WHAT THE TASK REQUIRES: Filter the entries and keep only the lines where the string "currency" appears.

DATA EXCERPTS:
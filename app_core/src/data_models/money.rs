use rust_decimal::prelude::ToPrimitive;
use rust_decimal::Decimal;

/// Converts a wire micro-currency integer into a decimal amount.
pub fn micros_to_amount(micros: i64) -> Decimal {
    Decimal::from(micros) / Decimal::from(1_000_000i64)
}

/// Converts a decimal amount into the wire micro-currency integer.
pub fn amount_to_micros(amount: Decimal) -> i64 {
    (amount * Decimal::from(1_000_000i64))
        .round()
        .to_i64()
        .unwrap_or(0)
}

/// Lossy conversion for JSON payloads whose columns are plain numerics.
pub fn amount_to_f64(amount: Decimal) -> f64 {
    amount.to_f64().unwrap_or(0.0)
}
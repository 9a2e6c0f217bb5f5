use std::collections::HashMap;

use chrono::{DateTime, Utc};
use rust_decimal::Decimal;

use crate::data_models::sales::ProductSales;
use crate::data_models::tenant::TenantRules;

/// # NDOC
/// component: `replacement_logic`
/// purpose: Lifecycle state machine and replacement planning for tracked
///   collection products. Pure decisions only; the job executes them.
/// invariants:
///   - Phase boundaries are inclusive at the lower bound: a product exactly
///     `start_phase_days` old is Initial, exactly `post_phase_days` old is Post.
///   - Evaluation emits at most one action per product per tick.
#[derive(Debug, Clone, Copy, PartialEq, Eq)]
pub enum ProductPhase {
    TooNew,
    Initial,
    Post,
}

impl ProductPhase {
    pub fn as_str(&self) -> &'static str {
        match self {
            ProductPhase::TooNew => "too_new",
            ProductPhase::Initial => "initial",
            ProductPhase::Post => "post",
        }
    }
}

#[derive(Debug, Clone, Copy, PartialEq, Eq)]
pub enum ProductAction {
    Keep,
    Replace,
}

/// Decision for one product, with the human-readable audit reason.
#[derive(Debug, Clone)]
pub struct ProductAssessment {
    pub phase: ProductPhase,
    pub days_in_collection: i64,
    pub action: ProductAction,
    pub reason: String,
}

pub fn calculate_phase(rules: &TenantRules, date_added: DateTime<Utc>, now: DateTime<Utc>) -> (ProductPhase, i64) {
    let days_in_collection = (now - date_added).num_days();

    if days_in_collection < rules.start_phase_days {
        (ProductPhase::TooNew, days_in_collection)
    } else if days_in_collection < rules.post_phase_days {
        (ProductPhase::Initial, days_in_collection)
    } else {
        (ProductPhase::Post, days_in_collection)
    }
}

pub fn assess_product(rules: &TenantRules, sales: &ProductSales, now: DateTime<Utc>) -> ProductAssessment {
    let (phase, days_in_collection) = calculate_phase(rules, sales.date_added_to_collection, now);

    let (action, reason) = match phase {
        ProductPhase::TooNew => (
            ProductAction::Keep,
            format!(
                "too new ({} days < {})",
                days_in_collection, rules.start_phase_days
            ),
        ),
        ProductPhase::Initial => {
            let first_7 = sales.first_7_days;
            if first_7 <= rules.min_sales_day7_delete {
                (
                    ProductAction::Replace,
                    format!(
                        "initial: {} sales <= {} (delete)",
                        first_7, rules.min_sales_day7_delete
                    ),
                )
            } else if first_7 <= rules.min_sales_day7_replace {
                (
                    ProductAction::Replace,
                    format!(
                        "initial: {} sales <= {} (replace)",
                        first_7, rules.min_sales_day7_replace
                    ),
                )
            } else {
                (
                    ProductAction::Keep,
                    format!(
                        "initial: {} sales > {} (keep)",
                        first_7, rules.min_sales_day7_replace
                    ),
                )
            }
        }
        ProductPhase::Post => {
            let buckets = [
                (3, sales.last_3_days, rules.avg3_ok),
                (7, sales.last_7_days, rules.avg7_ok),
                (10, sales.last_10_days, rules.avg10_ok),
                (14, sales.last_14_days, rules.avg14_ok),
            ];

            let mut ok_buckets = 0u32;
            let mut details = Vec::with_capacity(4);
            for (days, sold, threshold) in buckets {
                if sold >= threshold {
                    ok_buckets += 1;
                    details.push(format!("{}d:{}>={}OK", days, sold, threshold));
                } else {
                    details.push(format!("{}d:{}<{}X", days, sold, threshold));
                }
            }

            let action = if ok_buckets >= rules.min_ok_buckets {
                ProductAction::Keep
            } else {
                ProductAction::Replace
            };
            (
                action,
                format!(
                    "post: {}/{} OK ({})",
                    ok_buckets,
                    rules.min_ok_buckets,
                    details.join(", ")
                ),
            )
        }
    };

    ProductAssessment {
        phase,
        days_in_collection,
        action,
        reason,
    }
}

/// A replaced product whose lifetime sales sit at or below the loser
/// threshold additionally gets its stock zeroed.
pub fn is_loser(rules: &TenantRules, total_sales: Decimal) -> bool {
    total_sales <= Decimal::from(rules.loser_threshold)
}

/// Dated archive tag carried by outgoing products, e.g. `replaced_28-07-2026`.
pub fn archive_tag(prefix: &str, now: DateTime<Utc>) -> String {
    format!("{}{}", prefix, now.format("%d-%m-%Y"))
}

/// Tag set for the outgoing product: drop the collection tag, add the
/// archive tag.
pub fn outgoing_tags(tags: &[String], collection_tag: &str, archive: &str) -> Vec<String> {
    let mut out: Vec<String> = tags
        .iter()
        .filter(|t| t.as_str() != collection_tag)
        .cloned()
        .collect();
    if !out.iter().any(|t| t == archive) {
        out.push(archive.to_string());
    }
    out
}

/// Tag set for the incoming candidate: drop the queue tag, add the
/// collection tag.
pub fn incoming_tags(tags: &[String], queue_tag: &str, collection_tag: &str) -> Vec<String> {
    let mut out: Vec<String> = tags
        .iter()
        .filter(|t| t.as_str() != queue_tag)
        .cloned()
        .collect();
    if !out.iter().any(|t| t == collection_tag) {
        out.push(collection_tag.to_string());
    }
    out
}

/// One reorder instruction for the collection mutation.
#[derive(Debug, Clone, PartialEq, Eq)]
pub struct PositionMove {
    pub product_gid: String,
    pub new_position: usize,
}

/// Pairs each incoming candidate with the outgoing product's original
/// position and keeps only the moves that change anything, sorted by target
/// position.
pub fn compute_position_moves(
    swaps: &[(String, usize)],
    current_positions: &HashMap<String, usize>,
) -> Vec<PositionMove> {
    let mut moves: Vec<PositionMove> = swaps
        .iter()
        .filter_map(|(product_gid, target)| {
            let current = current_positions.get(product_gid)?;
            if current == target {
                None
            } else {
                Some(PositionMove {
                    product_gid: product_gid.clone(),
                    new_position: *target,
                })
            }
        })
        .collect();

    moves.sort_by_key(|m| m.new_position);
    moves
}

#[cfg(test)]
mod tests {
    use super::*;
    use chrono::Duration;
    use serde_json::json;

    fn rules(overrides: serde_json::Value) -> TenantRules {
        let mut base = json!({
            "tenant_id": "t1",
            "start_phase_days": 7,
            "post_phase_days": 14,
            "min_sales_day7_delete": 0,
            "min_sales_day7_replace": 1,
            "avg3_ok": 2,
            "avg7_ok": 3,
            "avg10_ok": 4,
            "avg14_ok": 6,
            "min_ok_buckets": 2,
            "loser_threshold": 5
        });
        base.as_object_mut()
            .unwrap()
            .extend(overrides.as_object().unwrap().clone());
        serde_json::from_value(base).unwrap()
    }

    fn sales(days_in_collection: i64, first_7: i64, last: [i64; 4], now: DateTime<Utc>) -> ProductSales {
        serde_json::from_value(json!({
            "tenant_id": "t1",
            "collection_id": "c1",
            "product_id": "p1",
            "product_title": "Hoodie",
            "date_added_to_collection": (now - Duration::days(days_in_collection)).to_rfc3339(),
            "last_update": now.to_rfc3339(),
            "first_7_days": first_7,
            "last_3_days": last[0],
            "last_7_days": last[1],
            "last_10_days": last[2],
            "last_14_days": last[3]
        }))
        .unwrap()
    }

    #[test]
    fn test_initial_phase_zero_sales_is_replaced() {
        let now = Utc::now();
        let assessment = assess_product(&rules(json!({})), &sales(10, 0, [0, 0, 0, 0], now), now);
        assert_eq!(assessment.phase, ProductPhase::Initial);
        assert_eq!(assessment.action, ProductAction::Replace);
        assert!(assessment.reason.contains("delete"));
    }

    #[test]
    fn test_initial_phase_one_sale_is_replaced_as_replace() {
        let now = Utc::now();
        let assessment = assess_product(&rules(json!({})), &sales(10, 1, [0, 0, 0, 0], now), now);
        assert_eq!(assessment.action, ProductAction::Replace);
        assert!(assessment.reason.contains("(replace)"));
    }

    #[test]
    fn test_post_phase_two_ok_buckets_keeps() {
        // (3,4,3,5) vs (2,3,4,6): 3>=2 OK, 4>=3 OK, 3<4, 5<6 -> 2 OK -> keep
        let now = Utc::now();
        let assessment = assess_product(&rules(json!({})), &sales(20, 9, [3, 4, 3, 5], now), now);
        assert_eq!(assessment.phase, ProductPhase::Post);
        assert_eq!(assessment.action, ProductAction::Keep);
        assert!(assessment.reason.contains("2/2 OK"));
    }

    #[test]
    fn test_post_phase_one_ok_bucket_replaces() {
        let now = Utc::now();
        let assessment = assess_product(&rules(json!({})), &sales(20, 9, [3, 2, 3, 5], now), now);
        assert_eq!(assessment.action, ProductAction::Replace);
    }

    #[test]
    fn test_phase_boundaries_are_inclusive_at_lower_bound() {
        let now = Utc::now();
        let r = rules(json!({}));

        let (phase, days) = calculate_phase(&r, now - Duration::days(7), now);
        assert_eq!((phase, days), (ProductPhase::Initial, 7));

        let (phase, _) = calculate_phase(&r, now - Duration::days(6), now);
        assert_eq!(phase, ProductPhase::TooNew);

        let (phase, _) = calculate_phase(&r, now - Duration::days(14), now);
        assert_eq!(phase, ProductPhase::Post);
    }

    #[test]
    fn test_loser_threshold_is_inclusive() {
        let r = rules(json!({}));
        assert!(is_loser(&r, Decimal::from(5)));
        assert!(!is_loser(&r, Decimal::from_str_exact("5.01").unwrap()));
    }

    #[test]
    fn test_tag_swap_sets() {
        let outgoing = outgoing_tags(
            &["summer".into(), "col-berlin".into()],
            "col-berlin",
            "replaced_28-07-2026",
        );
        assert_eq!(outgoing, vec!["summer", "replaced_28-07-2026"]);

        let incoming = incoming_tags(&["QK".into(), "new".into()], "QK", "col-berlin");
        assert_eq!(incoming, vec!["new", "col-berlin"]);

        // Idempotent on re-application.
        let incoming_again = incoming_tags(&incoming, "QK", "col-berlin");
        assert_eq!(incoming_again, incoming);
    }

    #[test]
    fn test_archive_tag_uses_day_month_year() {
        let now = chrono::TimeZone::with_ymd_and_hms(&Utc, 2026, 7, 28, 10, 0, 0).unwrap();
        assert_eq!(archive_tag("replaced_", now), "replaced_28-07-2026");
    }

    #[test]
    fn test_position_moves_single_swap() {
        // Collection [A,B,C,D]; B replaced by X; smart collection re-evaluated
        // to [A,C,D,X]. One move puts X back at position 1.
        let current: HashMap<String, usize> = [
            ("gid://shopify/Product/A".to_string(), 0),
            ("gid://shopify/Product/C".to_string(), 1),
            ("gid://shopify/Product/D".to_string(), 2),
            ("gid://shopify/Product/X".to_string(), 3),
        ]
        .into_iter()
        .collect();
        let swaps = vec![("gid://shopify/Product/X".to_string(), 1)];

        let moves = compute_position_moves(&swaps, &current);
        assert_eq!(
            moves,
            vec![PositionMove {
                product_gid: "gid://shopify/Product/X".to_string(),
                new_position: 1
            }]
        );
    }

    #[test]
    fn test_position_moves_skip_correct_and_missing_products() {
        let current: HashMap<String, usize> =
            [("gid://shopify/Product/X".to_string(), 1)].into_iter().collect();
        let swaps = vec![
            ("gid://shopify/Product/X".to_string(), 1), // already correct
            ("gid://shopify/Product/Y".to_string(), 0), // vanished from collection
        ];

        assert!(compute_position_moves(&swaps, &current).is_empty());
    }

    #[test]
    fn test_position_moves_are_sorted_by_target() {
        let current: HashMap<String, usize> = [
            ("a".to_string(), 9),
            ("b".to_string(), 8),
        ]
        .into_iter()
        .collect();
        let swaps = vec![("a".to_string(), 5), ("b".to_string(), 2)];

        let moves = compute_position_moves(&swaps, &current);
        assert_eq!(moves[0].product_gid, "b");
        assert_eq!(moves[1].product_gid, "a");
    }
}
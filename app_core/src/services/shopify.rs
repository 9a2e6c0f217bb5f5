use std::collections::{HashMap, HashSet};
use std::time::Duration;

use chrono::{DateTime, Utc};
use chrono_tz::Tz;
use reqwest::header::{HeaderMap, HeaderValue, CONTENT_TYPE, LINK};
use reqwest::{Method, StatusCode};
use rust_decimal::Decimal;
use serde::Deserialize;
use serde_json::{json, Value};

use crate::contracts::{JobError, JobResult};
use crate::utils::http::{backoff_delay, is_retryable_status, retry_after, MAX_RETRIES, RateGate};

const API_VERSION: &str = "2024-04";
const FALLBACK_TIMEZONE: &str = "Europe/Berlin";
const FULL_SCAN_MAX_PAGES: usize = 100;

/// An active product as listed by the order-preserving collection endpoint.
#[derive(Debug, Clone, Deserialize)]
pub struct ShopifyProduct {
    #[serde(deserialize_with = "id_as_string")]
    pub id: String,
    pub title: String,
    #[serde(default)]
    pub handle: String,
    #[serde(default, rename = "body_html")]
    pub description: String,
    #[serde(default)]
    pub status: String,
    #[serde(default, deserialize_with = "tags_as_list")]
    pub tags: Vec<String>,
    #[serde(default, rename = "images")]
    images: Vec<Value>,
    #[serde(default, rename = "image")]
    image: Option<Value>,
}

impl ShopifyProduct {
    pub fn primary_image_url(&self) -> Option<String> {
        let from = |value: &Value| {
            value
                .get("src")
                .and_then(|v| v.as_str())
                .map(|v| v.to_string())
        };
        self.images
            .first()
            .and_then(from)
            .or_else(|| self.image.as_ref().and_then(from))
    }
}

fn id_as_string<'de, D: serde::Deserializer<'de>>(deserializer: D) -> Result<String, D::Error> {
    let value = Value::deserialize(deserializer)?;
    match value {
        Value::String(s) => Ok(s),
        Value::Number(n) => Ok(n.to_string()),
        other => Err(serde::de::Error::custom(format!("bad product id: {}", other))),
    }
}

fn tags_as_list<'de, D: serde::Deserializer<'de>>(deserializer: D) -> Result<Vec<String>, D::Error> {
    let value = Value::deserialize(deserializer)?;
    match value {
        Value::String(s) => Ok(s
            .split(',')
            .map(|t| t.trim().to_string())
            .filter(|t| !t.is_empty())
            .collect()),
        Value::Array(items) => Ok(items
            .into_iter()
            .filter_map(|v| v.as_str().map(|s| s.to_string()))
            .collect()),
        _ => Ok(Vec::new()),
    }
}

/// One deduplicated order line for a tracked product.
#[derive(Debug, Clone, PartialEq)]
pub struct OrderLine {
    pub order_id: i64,
    pub line_item_id: i64,
    pub occurred_at: DateTime<Utc>,
    pub quantity: i64,
    pub amount: Decimal,
}

/// Smart-collection metadata the replacement engine needs.
#[derive(Debug, Clone)]
pub struct CollectionDetails {
    pub id: String,
    pub title: String,
    pub sort_order: String,
    pub tag: Option<String>,
}

/// A product matched by tag query through the admin GraphQL API.
#[derive(Debug, Clone)]
pub struct TaggedProduct {
    pub gid: String,
    pub title: String,
    pub tags: Vec<String>,
}

/// Commerce-platform client. REST for listing and order search, GraphQL for
/// tag mutations, positions, reordering and inventory writes.
pub struct ShopifyClient {
    client: reqwest::Client,
    base_url: String,
    graphql_url: String,
    pub shop_domain: String,
    rate_gate: RateGate,
    collection_cache: tokio::sync::Mutex<HashMap<String, Vec<ShopifyProduct>>>,
    handle_cache: tokio::sync::Mutex<HashMap<String, Option<String>>>,
}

WRITTEN SOLUTION:
/// Converts a wire micro-currency integer into a decimal amount.
/// Converts a decimal amount into the wire micro-currency integer.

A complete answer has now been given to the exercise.